• [WHAT YOU NEED TO DO]: In the records that follow, the lines from the one containing "let bands = anchors" to the one containing "for line in", inclusive, are to be given again exactly.

====== EXCERPTED DATA

use std::fs;
use std::path::Path;
use std::process::Command;

use anyhow::{Context, Result, bail};
use quick_xml::Reader;
use quick_xml::events::{BytesStart, Event};
use serde::{Deserialize, Serialize};
use tracing::{debug, info};

use crate::util::normalize_whitespace;

/// One extracted text line. `line_height` is captured from the raw page
/// coordinates and survives page-offset normalization unchanged.
#[derive(Debug, Clone, PartialEq, Serialize)]
pub struct PositionedLine {
    pub page_index: usize,
    pub x0: f64,
    pub y0: f64,
    pub x1: f64,
    pub y1: f64,
    pub text: String,
    pub line_height: f64,
}

impl PositionedLine {
    pub fn new(page_index: usize, x0: f64, y0: f64, x1: f64, y1: f64, text: &str) -> Self {
        Self {
            page_index,
            x0,
            y0,
            x1,
            y1,
            text: normalize_whitespace(text),
            line_height: y1 - y0,
        }
    }

    pub fn rounded_height(&self) -> i64 {
        self.line_height.round_ties_even() as i64
    }

    pub(super) fn with_offsets(&self, y0_offset: f64, y1_offset: f64) -> Self {
        Self {
            y0: self.y0 + y0_offset,
            y1: self.y1 + y1_offset,
            ..self.clone()
        }
    }
}

/// Wire shape of the external extractor's JSON output.
#[derive(Debug, Clone, Deserialize)]
pub struct RawToken {
    pub page_index: usize,
    pub x0: f64,
    pub y0: f64,
    pub x1: f64,
    pub y1: f64,
    pub text: String,
}

impl From<RawToken> for PositionedLine {
    fn from(token: RawToken) -> Self {
        PositionedLine::new(
            token.page_index,
            token.x0,
            token.y0,
            token.x1,
            token.y1,
            &token.text,
        )
    }
}

/// Drops blank lines and orders the stream by page, then top to bottom.
pub fn prepare_token_stream(lines: Vec<PositionedLine>) -> Vec<PositionedLine> {
    let mut lines = lines
        .into_iter()
        .filter(|line| !line.text.is_empty())
        .collect::<Vec<PositionedLine>>();
    lines.sort_by(|left, right| {
        left.page_index
            .cmp(&right.page_index)
            .then(right.y1.total_cmp(&left.y1))
    });
    lines
}

pub fn load_token_stream(input_path: &Path) -> Result<Vec<PositionedLine>> {
    let is_pdf = input_path
        .extension()
        .and_then(|ext| ext.to_str())
        .map(|ext| ext.eq_ignore_ascii_case("pdf"))
        .unwrap_or(false);

    let lines = if is_pdf {
        extract_lines_with_pdftotext(input_path)?
    } else {
        let raw = fs::read(input_path)
            .with_context(|| format!("failed to read token stream {}", input_path.display()))?;
        let tokens: Vec<RawToken> = serde_json::from_slice(&raw).with_context(|| {
            format!("failed to parse token stream {}", input_path.display())
        })?;
        tokens.into_iter().map(PositionedLine::from).collect()
    };

    let prepared = prepare_token_stream(lines);
    info!(
        path = %input_path.display(),
        line_count = prepared.len(),
        "loaded token stream"
    );
    Ok(prepared)
}

fn extract_lines_with_pdftotext(pdf_path: &Path) -> Result<Vec<PositionedLine>> {
    let output = Command::new("pdftotext")
        .arg("-bbox-layout")
        .arg("-enc")
        .arg("UTF-8")
        .arg(pdf_path)
        .arg("-")
        .output()
        .with_context(|| format!("failed to execute pdftotext for {}", pdf_path.display()))?;

    if !output.status.success() {
        let stderr = String::from_utf8_lossy(&output.stderr);
        bail!(
            "pdftotext returned non-zero exit status for {}: {}",
            pdf_path.display(),
            stderr.trim()
        );
    }

    let raw = String::from_utf8_lossy(&output.stdout);
    parse_bbox_layout(&raw)
}

/// Reads `pdftotext -bbox-layout` XHTML. Poppler measures y from the top of
/// the page; lines are flipped into bottom-up coordinates using the page
/// height so that larger y means higher on the page.
pub fn parse_bbox_layout(xhtml: &str) -> Result<Vec<PositionedLine>> {
    let mut reader = Reader::from_str(xhtml);
    reader.trim_text(true);

    let mut lines = Vec::<PositionedLine>::new();
    let mut page: Option<(usize, f64)> = None;
    let mut open_line: Option<([f64; 4], Vec<String>)> = None;
    let mut open_word: Option<String> = None;

    loop {
        match reader.read_event() {
            Ok(Event::Start(element)) => match element.local_name().as_ref() {
                b"page" => {
                    let height = attribute_f64(&element, b"height")?;
                    let next_index = page.map(|(index, _)| index + 1).unwrap_or(0);
                    page = Some((next_index, height));
                }
                b"line" => {
                    let bbox = [
                        attribute_f64(&element, b"xMin")?,
                        attribute_f64(&element, b"yMin")?,
                        attribute_f64(&element, b"xMax")?,
                        attribute_f64(&element, b"yMax")?,
                    ];
                    open_line = Some((bbox, Vec::new()));
                }
                b"word" => open_word = Some(String::new()),
                _ => {}
            },
            Ok(Event::Text(text)) => {
                if let Some(word) = open_word.as_mut() {
                    let decoded = text
                        .unescape()
                        .context("invalid character reference in bbox-layout word")?;
                    word.push_str(&decoded);
                }
            }
            Ok(Event::End(element)) => match element.local_name().as_ref() {
                b"word" => {
                    if let (Some(word), Some((_, words))) = (open_word.take(), open_line.as_mut()) {
                        words.push(word);
                    }
                }
                b"line" => {
                    let Some(([x_min, y_min, x_max, y_max], words)) = open_line.take() else {
                        continue;
                    };
                    let Some((page_index, page_height)) = page else {
                        bail!("bbox-layout line appears before any <page> element");
                    };
                    lines.push(PositionedLine::new(
                        page_index,
                        x_min,
                        page_height - y_max,
                        x_max,
                        page_height - y_min,
                        &words.join(" "),
                    ));
                }
                _ => {}
            },
            Ok(Event::Eof) => break,
            Err(err) => {
                return Err(err).with_context(|| {
                    format!(
                        "malformed bbox-layout XHTML near byte {}",
                        reader.buffer_position()
                    )
                });
            }
            _ => {}
        }
    }

    debug!(line_count = lines.len(), "parsed bbox-layout lines");
    Ok(lines)
}

fn attribute_f64(element: &BytesStart<'_>, name: &[u8]) -> Result<f64> {
    for attribute in element.attributes() {
        let attribute = attribute.context("malformed attribute in bbox-layout XHTML")?;
        if attribute.key.local_name().as_ref() != name {
            continue;
        }
        let value = attribute
            .unescape_value()
            .context("invalid attribute value in bbox-layout XHTML")?;
        return parse_coordinate(&value);
    }

    bail!(
        "bbox-layout <{}> element is missing {}",
        String::from_utf8_lossy(element.name().as_ref()),
        String::from_utf8_lossy(name)
    )
}

fn parse_coordinate(raw: &str) -> Result<f64> {
    raw.trim()
        .parse::<f64>()
        .with_context(|| format!("invalid coordinate in bbox-layout output: {raw:?}"))
}
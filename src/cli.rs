use std::path::PathBuf;

use clap::{Args, Parser, Subcommand, ValueEnum};

#[derive(Parser, Debug)]
#[command(
    name = "careermap",
    version,
    about = "Resume layout reconstruction and occupation mapping"
)]
pub struct Cli {
    #[command(subcommand)]
    pub command: Commands,
}

#[derive(Subcommand, Debug)]
pub enum Commands {
    Extract(ExtractArgs),
    Embed(EmbedArgs),
    Analyze(AnalyzeArgs),
}

#[derive(Args, Debug, Clone)]
pub struct ExtractArgs {
    /// Profile PDF or JSON token stream.
    #[arg(long)]
    pub input: PathBuf,

    #[arg(long)]
    pub layout_config: Option<PathBuf>,

    /// Writes to stdout when omitted.
    #[arg(long)]
    pub output: Option<PathBuf>,
}

#[derive(Copy, Clone, Debug, Eq, PartialEq, ValueEnum)]
pub enum EmbedRefreshMode {
    Full,
    MissingOrStale,
}

impl EmbedRefreshMode {
    pub fn as_str(self) -> &'static str {
        match self {
            Self::Full => "full",
            Self::MissingOrStale => "missing-or-stale",
        }
    }
}

#[derive(Args, Debug, Clone)]
pub struct CorpusArgs {
    #[arg(long)]
    pub alternate_titles: PathBuf,

    #[arg(long = "source-prefix")]
    pub source_prefixes: Vec<String>,

    #[arg(long, default_value_t = false)]
    pub keep_unsourced: bool,
}

#[derive(Args, Debug, Clone)]
pub struct EmbedArgs {
    #[arg(long, default_value = ".cache/careermap")]
    pub cache_root: PathBuf,

    #[arg(long)]
    pub db_path: Option<PathBuf>,

    #[command(flatten)]
    pub corpus: CorpusArgs,

    #[arg(long, default_value = "title-hash-v1")]
    pub model_id: String,

    #[arg(long, value_enum, default_value_t = EmbedRefreshMode::MissingOrStale)]
    pub refresh_mode: EmbedRefreshMode,

    #[arg(long, default_value_t = 256)]
    pub batch_size: usize,

    #[arg(long)]
    pub semantic_model_lock_path: Option<PathBuf>,
}

#[derive(Args, Debug, Clone)]
pub struct AnalyzeArgs {
    #[arg(long)]
    pub input: PathBuf,

    #[command(flatten)]
    pub corpus: CorpusArgs,

    #[arg(long)]
    pub occupation_data: PathBuf,

    #[arg(long, default_value = ".cache/careermap")]
    pub cache_root: PathBuf,

    #[arg(long)]
    pub db_path: Option<PathBuf>,

    #[arg(long, default_value = "title-hash-v1")]
    pub model_id: String,

    #[arg(long, default_value_t = 1)]
    pub top_n: usize,

    #[arg(long, default_value_t = 256)]
    pub batch_size: usize,

    /// Zero disables the budget.
    #[arg(long, default_value_t = 30_000)]
    pub embed_timeout_ms: u64,

    #[arg(long)]
    pub layout_config: Option<PathBuf>,

    #[arg(long)]
    pub report_path: Option<PathBuf>,

    #[arg(long)]
    pub summary_path: Option<PathBuf>,

    /// Pins "Present" to this month (YYYY-MM).
    #[arg(long)]
    pub today: Option<String>,
}
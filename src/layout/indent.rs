use std::collections::BTreeMap;

use serde::Serialize;

use super::tokens::PositionedLine;

#[derive(Debug, Clone, PartialEq, Serialize)]
pub struct IndentationBand {
    pub band_id: usize,
    pub anchor_x0: f64,
    pub members: Vec<usize>,
}

#[derive(Debug, Clone, PartialEq)]
pub struct IndentClassification {
    pub bands: Vec<IndentationBand>,
    pub band_of_line: Vec<usize>,
}

impl IndentClassification {
    pub fn members(&self, band_id: usize) -> &[usize] {
        self.bands
            .get(band_id)
            .map(|band| band.members.as_slice())
            .unwrap_or(&[])
    }
}

/// Line-height histogram of one band; used to tune the height thresholds.
#[derive(Debug, Clone, Serialize)]
pub struct BandSummary {
    pub band_id: usize,
    pub anchor_x0: f64,
    pub line_count: usize,
    pub height_histogram: BTreeMap<i64, usize>,
}

/// Greedy clustering of lines by x0. A line joins the first existing anchor
/// within `tolerance` (relative to the anchor), otherwise it founds a new one.
/// Band ids are the anchors' ranks in ascending x0 order.
pub fn classify_indentation(lines: &[PositionedLine], tolerance: f64) -> IndentClassification {
    let mut anchors = Vec::<(f64, Vec<usize>)>::new();

    for (index, line) in lines.iter().enumerate() {
        match anchors
            .iter_mut()
            .find(|(anchor, _)| within_tolerance(line.x0, *anchor, tolerance))
        {
            Some((_, members)) => members.push(index),
            None => anchors.push((line.x0, vec![index])),
        }
    }

    anchors.sort_by(|left, right| left.0.total_cmp(&right.0));

    let mut band_of_line = vec![0usize; lines.len()];
    let bands = anchors
        .into_iter()
        .enumerate()
        .map(|(band_id, (anchor_x0, members))| {
            for &member in &members {
                band_of_line[member] = band_id;
            }
            IndentationBand {
                band_id,
                anchor_x0,
                members,
            }
        })
        .collect();

    IndentClassification {
        bands,
        band_of_line,
    }
}

pub fn summarize_bands(
    lines: &[PositionedLine],
    classification: &IndentClassification,
) -> Vec<BandSummary> {
    classification
        .bands
        .iter()
        .map(|band| {
            let mut height_histogram = BTreeMap::<i64, usize>::new();
            for line in band.members.iter().filter_map(|&index| lines.get(index)) {
                *height_histogram.entry(line.rounded_height()).or_default() += 1;
            }
            BandSummary {
                band_id: band.band_id,
                anchor_x0: band.anchor_x0,
                line_count: band.members.len(),
                height_histogram,
            }
        })
        .collect()
}

fn within_tolerance(x0: f64, anchor: f64, tolerance: f64) -> bool {
    (x0 - anchor).abs() <= anchor.abs() * tolerance
}
use anyhow::{Context, Result};
use regex::Regex;
use serde::{Deserialize, Serialize};

use crate::tenure::{Clock, Duration, PRESENT, calculate_duration};

/// `<Month> <Year> - (<Month> <Year> | <word>)` as found in a detail line.
#[derive(Debug, Clone, PartialEq, Eq, Serialize, Deserialize)]
pub struct DateRange {
    pub start: String,
    pub end: Option<String>,
    pub trailing_status: Option<String>,
}

impl DateRange {
    /// Ranges without a closing month are open-ended.
    pub fn end_label(&self) -> &str {
        self.end.as_deref().unwrap_or(PRESENT)
    }

    pub fn duration(&self, clock: &dyn Clock) -> Option<Duration> {
        calculate_duration(&self.start, self.end_label(), clock)
    }
}

pub struct DateRangeParser {
    pattern: Regex,
}

impl DateRangeParser {
    pub fn new() -> Result<Self> {
        let pattern = Regex::new(
            r"(?i)([a-z]+\s\d{4})\s[-–—]\s(?:([a-z]+\s\d{4})|(\w+))",
        )
        .context("failed to compile date-range regex")?;
        Ok(Self { pattern })
    }

    pub fn find_all(&self, text: &str) -> Vec<DateRange> {
        self.pattern
            .captures_iter(text)
            .filter_map(|captures| {
                let start = captures.get(1)?.as_str().to_string();
                Some(DateRange {
                    start,
                    end: captures.get(2).map(|value| value.as_str().to_string()),
                    trailing_status: captures.get(3).map(|value| value.as_str().to_string()),
                })
            })
            .collect()
    }
}
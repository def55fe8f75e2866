use super::tokens::PositionedLine;

/// A line tagged with the running section title of its band.
#[derive(Debug, Clone, Copy, PartialEq)]
pub struct TitledLine<'a> {
    pub line: &'a PositionedLine,
    pub title: Option<&'a str>,
}

/// Walks one band's lines in order, carrying the most recent title line
/// (rounded height at or above `title_height`). Lines ahead of the band's
/// first title carry no title.
pub fn assign_section_titles<'a>(
    lines: &'a [PositionedLine],
    members: &[usize],
    title_height: i64,
) -> Vec<TitledLine<'a>> {
    members
        .iter()
        .filter_map(|&index| lines.get(index))
        .scan(None::<&'a str>, |current_title, line| {
            if line.rounded_height() >= title_height {
                *current_title = Some(line.text.as_str());
            }
            Some(TitledLine {
                line,
                title: *current_title,
            })
        })
        .collect()
}

pub fn section_lines<'a>(titled: &[TitledLine<'a>], title: &str) -> Vec<&'a PositionedLine> {
    titled
        .iter()
        .filter(|entry| entry.title == Some(title))
        .map(|entry| entry.line)
        .collect()
}

/// First line of the band that qualifies as a title.
pub fn first_title_line<'a>(titled: &[TitledLine<'a>], title_height: i64) -> Option<&'a str> {
    titled
        .iter()
        .find(|entry| entry.line.rounded_height() >= title_height)
        .map(|entry| entry.line.text.as_str())
}
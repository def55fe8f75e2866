mod cli;
mod commands;
mod layout;
mod model;
mod occupation;
mod report;
mod semantic;
mod tenure;
mod util;

use anyhow::Result;
use clap::Parser;
use tracing::error;
use tracing_subscriber::EnvFilter;

use crate::cli::{Cli, Commands};

fn main() {
    init_tracing();

    if let Err(err) = run() {
        error!(error = %err, "command failed");
        for cause in err.chain().skip(1) {
            error!(cause = %cause, "caused by");
        }
        std::process::exit(1);
    }
}

fn run() -> Result<()> {
    let cli = Cli::parse();

    match cli.command {
        Commands::Extract(args) => commands::extract::run(args),
        Commands::Embed(args) => commands::embed::run(args),
        Commands::Analyze(args) => commands::analyze::run(args),
    }
}

fn init_tracing() {
    let env_filter = EnvFilter::try_from_default_env().unwrap_or_else(|_| EnvFilter::new("info"));

    tracing_subscriber::fmt()
        .with_env_filter(env_filter)
        .with_target(false)
        .with_writer(std::io::stderr)
        .init();
}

============

• [RESPONSE AREA]:
    let bands = anchors
        .into_iter()
        .enumerate()
        .map(|(band_id, (anchor_x0, members))| {
            for &member in &members {
                band_of_line[member] = band_id;
            }
            IndentationBand {
                band_id,
                anchor_x0,
                members,
            }
        })
        .collect();

    IndentClassification {
        bands,
        band_of_line,
    }
}

pub fn summarize_bands(
    lines: &[PositionedLine],
    classification: &IndentClassification,
) -> Vec<BandSummary> {
    classification
        .bands
        .iter()
        .map(|band| {
            let mut height_histogram = BTreeMap::<i64, usize>::new();
            for line in band.members.iter().filter_map(|&index| lines.get(index)) {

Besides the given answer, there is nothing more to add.